Let $T$ be the set of vertices of a tree. We assume
that the Green function is finite and $G(s,t) \rightarrow 0$ as $|s|
\rightarrow \infty$ for each vertex $t$. For $v$ positive superharmonic
on $T$ and $E$ a subset of $T$, the reduced function of $v$ on $E$ is
the pointwise infimum of the set of positive superharmonic functions
that majorize $v$ on $E$. We give an explicit formula for the reduced
function in case $E$ is finite as well as several applications of this
formula. We define the minimal fine filter corresponding to each
boundary point of the tree and prove a tree version of the
Fatou-Naïm-Doob limit theorem, which involves the existence of
limits at boundary points following the minimal fine filter of the
quotient of a positive superharmonic by a positive harmonic function. We
deduce from this a radial limit theorem for such functions. We prove a
growth result for positive superharmonic functions from which we deduce
that, if the trees has transition probabilities all of which lie between
$\delta$ and $1/2-\delta$ for some $\delta \in (0,1/2)$ (for example
homogeneous trees with isotropic transition probabilities), then any
real-valued function on T which has a limit at a boundary point
following the minimal fine filter necessarily has a nontangential limit
there.

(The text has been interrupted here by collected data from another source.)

pub mod init;
pub mod migrate;
pub mod seo;
pub mod serve;
pub mod user;

use clap::{Parser, Subcommand};
use std::path::PathBuf;

#[derive(Parser)]
#[command(name = "blogdesk")]
#[command(version)]
#[command(about = "Blog admin panel with live SEO scoring", long_about = None)]
pub struct Cli {
    #[arg(short, long, default_value = "blogdesk.toml", env = "BLOGDESK_CONFIG")]
    pub config: PathBuf,

    #[command(subcommand)]
    pub command: Option<Commands>,
}

#[derive(Subcommand)]
pub enum Commands {
    /// Write a starter config file and data directory
    Init {
        #[arg(default_value = ".")]
        path: PathBuf,
        #[arg(long)]
        name: Option<String>,
    },
    /// Run the admin panel, feeds and JSON API
    Serve {
        /// Overrides server.host from the config
        #[arg(short = 'H', long)]
        host: Option<String>,
        /// Overrides server.port from the config
        #[arg(short, long)]
        port: Option<u16>,
    },
    Migrate {
        #[command(subcommand)]
        command: Option<MigrateCommand>,
    },
    User {
        #[command(subcommand)]
        command: UserCommand,
    },
    /// Print the slug generated for a title
    Slug { title: String },
    /// Score post fields the way the editor does
    Seo {
        #[arg(long, default_value = "")]
        title: String,
        #[arg(long, default_value = "")]
        description: String,
        #[arg(long, default_value = "")]
        keywords: String,
        /// HTML file holding the post body
        #[arg(long)]
        content_file: Option<PathBuf>,
        /// Print the result as JSON
        #[arg(long)]
        json: bool,
    },
}

#[derive(Subcommand)]
pub enum MigrateCommand {
    /// Show applied and pending migrations
    Status,
}

#[derive(Subcommand)]
pub enum UserCommand {
    Add {
        #[arg(long)]
        username: String,
        #[arg(long)]
        email: String,
        #[arg(long, default_value = "author")]
        role: String,
        #[arg(long)]
        password: Option<String>,
    },
    List,
    Remove {
        username: String,
    },
    Passwd {
        username: String,
    },
}
use crate::models::{PostInput, ScoreInput, ScoreResult};
use crate::services::seo::{score_seo, DESCRIPTION_SOFT_LIMIT};
use crate::services::slug::{generate_slug, shorten_slug};
use crate::services::text::html_to_text;
use crate::web::error::AppResult;
use crate::web::extractors::PostEditor;
use crate::web::state::AppState;
use axum::extract::State;
use axum::response::Html;
use axum::Form;
use serde::{Deserialize, Serialize};
use std::sync::Arc;
use tera::Context;

/// Everything the SEO panel of the editor shows.
#[derive(Debug, Serialize)]
pub struct SeoPanel {
    pub score: ScoreResult,
    pub measured: ScoreInput,
    pub description_limit: usize,
    pub description_too_long: bool,
}

impl SeoPanel {
    pub fn for_input(input: &PostInput) -> Self {
        let plain = html_to_text(&input.content);
        let measured = ScoreInput::from_fields(
            &input.title,
            &input.meta_description,
            &plain,
            &input.keywords,
        );

        Self {
            score: score_seo(measured),
            measured,
            description_limit: DESCRIPTION_SOFT_LIMIT,
            description_too_long: measured.description_length > DESCRIPTION_SOFT_LIMIT,
        }
    }
}

pub async fn seo(
    State(state): State<Arc<AppState>>,
    PostEditor(_user): PostEditor,
    Form(input): Form<PostInput>,
) -> AppResult<Html<String>> {
    let mut ctx = Context::new();
    ctx.insert("seo", &SeoPanel::for_input(&input));

    let rendered = state.templates.render("htmx/seo.html", &ctx)?;
    Ok(Html(rendered))
}

#[derive(Deserialize)]
pub struct SlugForm {
    #[serde(default)]
    title: String,
}

pub async fn slug(
    State(state): State<Arc<AppState>>,
    PostEditor(_user): PostEditor,
    Form(form): Form<SlugForm>,
) -> AppResult<Html<String>> {
    let mut ctx = Context::new();
    ctx.insert("slug", shorten_slug(&generate_slug(&form.title)));

    let rendered = state.templates.render("htmx/slug.html", &ctx)?;
    Ok(Html(rendered))
}

#[cfg(test)]
mod tests {
    use super::*;
    use crate::models::{Badge, Signal, SignalRating};

    #[test]
    fn test_panel_measures_plain_text_of_content() {
        let input = PostInput {
            title: "  Fifty chars of title text for the search engines  ".to_string(),
            content: format!("<p>{}</p>", "a".repeat(1500)),
            keywords: "grammar,tips,english".to_string(),
            meta_description: "d".repeat(130),
            ..PostInput::default()
        };

        let panel = SeoPanel::for_input(&input);
        assert_eq!(panel.measured.content_length, 1500);
        assert_eq!(panel.measured.title_length, 52);
        assert_eq!(panel.score.percent, 100);
        assert_eq!(panel.score.badge, Badge::Good);
        assert!(!panel.description_too_long);
    }

    #[test]
    fn test_panel_measures_title_as_typed() {
        let input = PostInput {
            title: format!("{} ", "a".repeat(39)),
            ..PostInput::default()
        };

        let panel = SeoPanel::for_input(&input);
        assert_eq!(panel.measured.title_length, 40);
        assert_eq!(panel.score.label(Signal::Title), SignalRating::Excellent);
        assert_eq!(panel.score.percent, 100);
    }

    #[test]
    fn test_panel_flags_long_description() {
        let input = PostInput {
            meta_description: "d".repeat(156),
            ..PostInput::default()
        };

        let panel = SeoPanel::for_input(&input);
        assert!(panel.description_too_long);
        assert_eq!(panel.score.percent, 100);
    }

    #[test]
    fn test_empty_form_scores_zero() {
        let panel = SeoPanel::for_input(&PostInput::default());
        assert_eq!(panel.score.percent, 0);
        assert_eq!(panel.score.badge, Badge::Poor);
    }
}
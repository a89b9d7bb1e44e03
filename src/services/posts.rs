use crate::config::ContentConfig;
use crate::models::{Post, PostInput};
use crate::services::slug::{generate_slug, shorten_slug, validate_slug};
use crate::services::text::{html_to_text, reading_time_minutes, sanitize_html};
use crate::Database;
use anyhow::Result;
use rusqlite::OptionalExtension;
use thiserror::Error;

const POST_COLUMNS: &str = "id, slug, title, meta_description, keywords, image_url, category, content, plain_content, reading_time, views, created_at, updated_at";

const MAX_TITLE_LENGTH: usize = 300;
const MAX_DESCRIPTION_LENGTH: usize = 1000;

#[derive(Debug, Error)]
pub enum PostError {
    #[error("{0}")]
    Validation(String),
    #[error("A post with the slug '{0}' already exists")]
    DuplicateSlug(String),
    #[error("Post not found")]
    NotFound,
}

/// Validated, derived column values for an insert or update.
struct PreparedPost {
    slug: String,
    title: String,
    meta_description: String,
    keywords: String,
    image_url: Option<String>,
    category: Option<String>,
    content: String,
    plain_content: String,
    reading_time: u32,
}

fn non_empty(value: Option<String>) -> Option<String> {
    value
        .map(|v| v.trim().to_string())
        .filter(|v| !v.is_empty())
}

fn prepare(input: PostInput, content_config: &ContentConfig) -> Result<PreparedPost, PostError> {
    let title = input.title.trim().to_string();
    let slug = match input.slug.trim() {
        "" => shorten_slug(&generate_slug(&title)).to_string(),
        provided => provided.to_string(),
    };

    if title.is_empty() || slug.is_empty() {
        return Err(PostError::Validation(
            "Title and URL slug are required".to_string(),
        ));
    }
    if title.chars().count() > MAX_TITLE_LENGTH {
        return Err(PostError::Validation(format!(
            "Title must be {} characters or less",
            MAX_TITLE_LENGTH
        )));
    }
    if !validate_slug(&slug) {
        return Err(PostError::Validation(
            "Invalid slug: must be 1-200 characters, lowercase letters, numbers, and hyphens only"
                .to_string(),
        ));
    }
    if input.meta_description.chars().count() > MAX_DESCRIPTION_LENGTH {
        return Err(PostError::Validation(format!(
            "Meta description must be {} characters or less",
            MAX_DESCRIPTION_LENGTH
        )));
    }

    let image_url = non_empty(input.image_url);
    if let Some(ref raw) = image_url {
        let parsed = url::Url::parse(raw)
            .map_err(|_| PostError::Validation(format!("Invalid image URL '{}'", raw)))?;
        if !matches!(parsed.scheme(), "http" | "https") {
            return Err(PostError::Validation(
                "Image URL must use http or https".to_string(),
            ));
        }
    }

    let category = non_empty(input.category);
    if let Some(ref c) = category {
        if !content_config.accepts_category(c) {
            return Err(PostError::Validation(format!("Unknown category '{}'", c)));
        }
    }

    let content = sanitize_html(&input.content);
    let plain_content = html_to_text(&content);
    let reading_time = reading_time_minutes(&plain_content);

    Ok(PreparedPost {
        slug,
        title,
        meta_description: input.meta_description,
        keywords: input.keywords,
        image_url,
        category,
        content,
        plain_content,
        reading_time,
    })
}

fn map_unique_violation(err: rusqlite::Error, slug: &str) -> anyhow::Error {
    match err {
        rusqlite::Error::SqliteFailure(e, _)
            if e.extended_code == rusqlite::ffi::SQLITE_CONSTRAINT_UNIQUE =>
        {
            PostError::DuplicateSlug(slug.to_string()).into()
        }
        other => other.into(),
    }
}

pub fn create_post(db: &Database, input: PostInput, content_config: &ContentConfig) -> Result<i64> {
    let post = prepare(input, content_config)?;
    let now = chrono::Utc::now().to_rfc3339();

    let conn = db.get()?;
    conn.execute(
        r#"
        INSERT INTO posts (slug, title, meta_description, keywords, image_url, category, content, plain_content, reading_time, views, created_at, updated_at)
        VALUES (?, ?, ?, ?, ?, ?, ?, ?, ?, 0, ?, ?)
        "#,
        (
            &post.slug,
            &post.title,
            &post.meta_description,
            &post.keywords,
            &post.image_url,
            &post.category,
            &post.content,
            &post.plain_content,
            post.reading_time,
            &now,
            &now,
        ),
    )
    .map_err(|e| map_unique_violation(e, &post.slug))?;

    let id = conn.last_insert_rowid();
    tracing::info!("Created post id={} slug={}", id, post.slug);
    Ok(id)
}

pub fn update_post(
    db: &Database,
    id: i64,
    input: PostInput,
    content_config: &ContentConfig,
) -> Result<()> {
    let post = prepare(input, content_config)?;
    let now = chrono::Utc::now().to_rfc3339();

    let conn = db.get()?;
    let affected = conn
        .execute(
            r#"
            UPDATE posts SET slug = ?, title = ?, meta_description = ?, keywords = ?, image_url = ?, category = ?, content = ?, plain_content = ?, reading_time = ?, updated_at = ?
            WHERE id = ?
            "#,
            (
                &post.slug,
                &post.title,
                &post.meta_description,
                &post.keywords,
                &post.image_url,
                &post.category,
                &post.content,
                &post.plain_content,
                post.reading_time,
                &now,
                id,
            ),
        )
        .map_err(|e| map_unique_violation(e, &post.slug))?;

    if affected == 0 {
        return Err(PostError::NotFound.into());
    }
    tracing::info!("Updated post id={}", id);
    Ok(())
}

pub fn delete_post(db: &Database, id: i64) -> Result<()> {
    let conn = db.get()?;
    let affected = conn.execute("DELETE FROM posts WHERE id = ?", [id])?;
    if affected == 0 {
        return Err(PostError::NotFound.into());
    }
    tracing::info!("Deleted post id={}", id);
    Ok(())
}

pub fn get_post(db: &Database, id: i64) -> Result<Option<Post>> {
    let conn = db.get()?;
    let post = conn
        .query_row(
            &format!("SELECT {POST_COLUMNS} FROM posts WHERE id = ?"),
            [id],
            row_to_post,
        )
        .optional()?;
    Ok(post)
}

pub fn get_post_by_slug(db: &Database, slug: &str) -> Result<Option<Post>> {
    let conn = db.get()?;
    let post = conn
        .query_row(
            &format!("SELECT {POST_COLUMNS} FROM posts WHERE slug = ?"),
            [slug],
            row_to_post,
        )
        .optional()?;
    Ok(post)
}

/// Newest first, by creation time.
pub fn list_posts(db: &Database, limit: usize, offset: usize) -> Result<Vec<Post>> {
    let conn = db.get()?;
    let mut stmt = conn.prepare(&format!(
        "SELECT {POST_COLUMNS} FROM posts ORDER BY created_at DESC, id DESC LIMIT ? OFFSET ?"
    ))?;
    let posts = stmt
        .query_map((limit as i64, offset as i64), row_to_post)?
        .collect::<Result<Vec<_>, _>>()?;
    Ok(posts)
}

pub fn count_posts(db: &Database) -> Result<i64> {
    let conn = db.get()?;
    let count: i64 = conn.query_row("SELECT COUNT(*) FROM posts", [], |row| row.get(0))?;
    Ok(count)
}

/// Bumps the view counter; returns false when no post has that slug.
pub fn record_view(db: &Database, slug: &str) -> Result<bool> {
    let conn = db.get()?;
    let affected = conn.execute("UPDATE posts SET views = views + 1 WHERE slug = ?", [slug])?;
    Ok(affected > 0)
}

/// Categories in use, for the editor's category picker.
pub fn used_categories(db: &Database) -> Result<Vec<String>> {
    let conn = db.get()?;
    let mut stmt = conn.prepare(
        "SELECT DISTINCT category FROM posts WHERE category IS NOT NULL ORDER BY category",
    )?;
    let categories = stmt
        .query_map([], |row| row.get::<_, String>(0))?
        .collect::<Result<Vec<_>, _>>()?;
    Ok(categories)
}

fn row_to_post(row: &rusqlite::Row) -> rusqlite::Result<Post> {
    Ok(Post {
        id: row.get(0)?,
        slug: row.get(1)?,
        title: row.get(2)?,
        meta_description: row.get(3)?,
        keywords: row.get(4)?,
        image_url: row.get(5)?,
        category: row.get(6)?,
        content: row.get(7)?,
        plain_content: row.get(8)?,
        reading_time: row.get(9)?,
        views: row.get(10)?,
        created_at: row.get(11)?,
        updated_at: row.get(12)?,
    })
}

We give an example of a tree for which minimal fine limits do
not imply nontangential limits, even for positive superharmonic
functions. Motivated by work on potential theory on halfspaces and
Brelot spaces, we define the harmonic fine filter corresponding to each
boundary point of the tree. In contrast to the classical setting, we are
able to show that it is the same as the minimal fine filter.